# Pompano on Okaloosa Island



## flatsfever (Jun 5, 2008)

Just got into surf fishing especially for pomps and have had some early luck. Headed out early morning Sunday and within the first 10 minutes had my first pomp (17") ever on fresh fleas. Caught plenty of blues and ladyfish that day but no other pomps. Went after work yesterday and found a nice draw between the breakers and found two more pomps 15" and 17". There were plenty of fleas but not very big ones. Also there were a lot rays in close with in 10 yards of shore. I know I almost stepped on a few of them. I am heading down tomorrow after work around 3pm if anyone is heading and wants to join up.


----------



## ShaneLane (Aug 3, 2008)

Congrats on your first of hopefully many pomps. I wish i could join you i will be out hopefully most of the day friday.


----------



## flatsfever (Jun 5, 2008)

I'm going again tomorrow and plan on getting out early in the morning Saturday for a dawn patrol. Were you still trying to get some people together this week to fish? I'm would definitely like to get together and start to meet some of the folks from this forum.

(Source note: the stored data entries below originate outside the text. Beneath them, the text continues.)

mod direct;
mod local;
mod proxy;
mod selector;

pub use direct::DirectKeyBackend;
pub use local::ComfyUiBackend;
pub use proxy::ProxyBackend;
pub use selector::{BackendMode, BackendSelector};

use async_trait::async_trait;
use serde_json::Value;
use std::time::Duration;
use thiserror::Error;

use crate::models::{ErrorClass, ImagePayload, JobError, ReferenceImage};

#[derive(Debug, Clone, Error)]
pub enum BackendError {
    #[error("no credential configured for {0}")]
    MissingCredential(&'static str),
    #[error("no endpoint configured for {0}")]
    MissingEndpoint(&'static str),
    #[error("reference image '{0}' not found")]
    MissingReference(String),
    #[error("backend returned HTTP {status}: {body}")]
    Http { status: u16, body: String },
    #[error("backend request timed out")]
    Timeout,
    #[error("transport error: {0}")]
    Transport(String),
    #[error("unreadable backend response: {0}")]
    InvalidResponse(String),
    #[error("no image produced: {0}")]
    NoResultProduced(String),
}

impl BackendError {
    pub fn class(&self) -> ErrorClass {
        match self {
            BackendError::MissingCredential(_)
            | BackendError::MissingEndpoint(_)
            | BackendError::MissingReference(_) => ErrorClass::Config,
            BackendError::NoResultProduced(_) => ErrorClass::ContentPolicy,
            BackendError::Http { .. }
            | BackendError::Timeout
            | BackendError::Transport(_)
            | BackendError::InvalidResponse(_) => ErrorClass::Transport,
        }
    }

    pub fn to_job_error(&self) -> JobError {
        JobError {
            class: self.class(),
            message: self.to_string(),
        }
    }
}

impl From<reqwest::Error> for BackendError {
    fn from(err: reqwest::Error) -> Self {
        if err.is_timeout() {
            BackendError::Timeout
        } else {
            BackendError::Transport(err.to_string())
        }
    }
}

/// One generation call as seen by a backend.
pub struct BackendCall<'a> {
    pub prompt: &'a str,
    pub reference: Option<&'a ReferenceImage>,
    // told how long the call has been running; only polling backends use it
    pub on_progress: &'a (dyn Fn(Duration) + Send + Sync),
}

#[async_trait]
pub trait ImageBackend: Send + Sync {
    fn name(&self) -> &str;

    fn supports_reference(&self) -> bool {
        true
    }

    async fn generate(&self, call: BackendCall<'_>) -> Result<ImagePayload, BackendError>;
}

// Reads a JSON body, turning non-2xx statuses into Http errors
pub(crate) async fn response_json(response: reqwest::Response) -> Result<Value, BackendError> {
    let status = response.status();
    let body = response.text().await?;
    if !status.is_success() {
        return Err(BackendError::Http {
            status: status.as_u16(),
            body: truncate_text(&body, 512),
        });
    }
    serde_json::from_str(&body).map_err(|e| BackendError::InvalidResponse(e.to_string()))
}

pub(crate) fn truncate_text(value: &str, max_chars: usize) -> String {
    if value.chars().count() <= max_chars {
        return value.to_string();
    }
    value.chars().take(max_chars).collect::<String>() + "…"
}


#[cfg(test)]
pub(crate) mod fake {
    use super::*;
    use std::sync::atomic::{AtomicBool, AtomicUsize, Ordering};

    /// Counts calls and tracks how many run at once.
    #[derive(Default)]
    pub struct CountingBackend {
        pub calls: AtomicUsize,
        pub in_flight: AtomicUsize,
        pub peak: AtomicUsize,
        pub fail: AtomicBool,
        pub delay: Duration,
    }

    impl CountingBackend {
        pub fn slow(delay: Duration) -> Self {
            Self {
                delay,
                ..Self::default()
            }
        }

        pub fn failing() -> Self {
            let backend = Self::default();
            backend.fail.store(true, Ordering::SeqCst);
            backend
        }

        pub fn calls(&self) -> usize {
            self.calls.load(Ordering::SeqCst)
        }
    }

    #[async_trait]
    impl ImageBackend for CountingBackend {
        fn name(&self) -> &str {
            "counting"
        }

        async fn generate(&self, call: BackendCall<'_>) -> Result<ImagePayload, BackendError> {
            self.calls.fetch_add(1, Ordering::SeqCst);
            let now = self.in_flight.fetch_add(1, Ordering::SeqCst) + 1;
            self.peak.fetch_max(now, Ordering::SeqCst);
            if !self.delay.is_zero() {
                tokio::time::sleep(self.delay).await;
            }
            self.in_flight.fetch_sub(1, Ordering::SeqCst);

            if self.fail.load(Ordering::SeqCst) {
                return Err(BackendError::NoResultProduced("SAFETY".to_string()));
            }
            Ok(ImagePayload::from_bytes("image/png", call.prompt.as_bytes()))
        }
    }
}

#[cfg(test)]
mod tests {
    use super::*;

    #[test]
    fn errors_map_to_classes() {
        assert_eq!(BackendError::MissingCredential("direct").class(), ErrorClass::Config);
        assert_eq!(BackendError::MissingReference("x".into()).class(), ErrorClass::Config);
        assert_eq!(BackendError::Timeout.class(), ErrorClass::Transport);
        assert_eq!(
            BackendError::Http { status: 502, body: String::new() }.class(),
            ErrorClass::Transport
        );
        assert_eq!(
            BackendError::NoResultProduced("SAFETY".into()).class(),
            ErrorClass::ContentPolicy
        );
    }

    #[test]
    fn job_error_keeps_message() {
        let err = BackendError::NoResultProduced("SAFETY".into()).to_job_error();
        assert_eq!(err.class, ErrorClass::ContentPolicy);
        assert_eq!(err.message, "no image produced: SAFETY");
    }
}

I mostly fish Okaloosa Island but would be willing to try Navarre.


----------



## chefpomp (Apr 16, 2009)

Congratulations on your first pomp. Im shure it will be the first of many.


----------



## Shiznik (Feb 24, 2008)

Sounds like you had a great time. Maybe we could all meet up somewhere in our area and do some group fishing. I'd also like to put some faces with some names. I've been getting fleas, but only a few have been large ones. Lots and lots of catfish! BTW, I never throw back a Blue. I guess its from living in Virginia and Cape Hatterass. Its all about the bloodline and eating them the same day!


----------



## flatsfever (Jun 5, 2008)

I agree that we need to meet up sometime. It would be nice to put a face with some of these names. I'm just really getting into surf fishing and am sure I could learn from the vast experience on this forum.


----------



## AF_Hunt&Fish (May 10, 2009)

First post, but definately not the last. I skunked for pomps both saturday and sunday just west of navarre beach. However I will say that that Saturday evening to catch fleas for sunday and cleaned house with nothing but huge sand fleas. so many I dint have a container large enough, as I already filled the two that I had. Any suggestions on how to properly freeze them or should I just catch new ones each time, I threw those back sunday afternoon. Ok thats all for now, heading to flounders soon for the shark schooling seminar for us new guys to sharkin. If any of you are going, say hello, i will be there with my wife and son, and will be in my blues uniform (Air Force):usaflag. Dont be upset if I dont shake your hand though, just got a cortisone treatment in the right elbow...painful as can be:reallycrying.


----------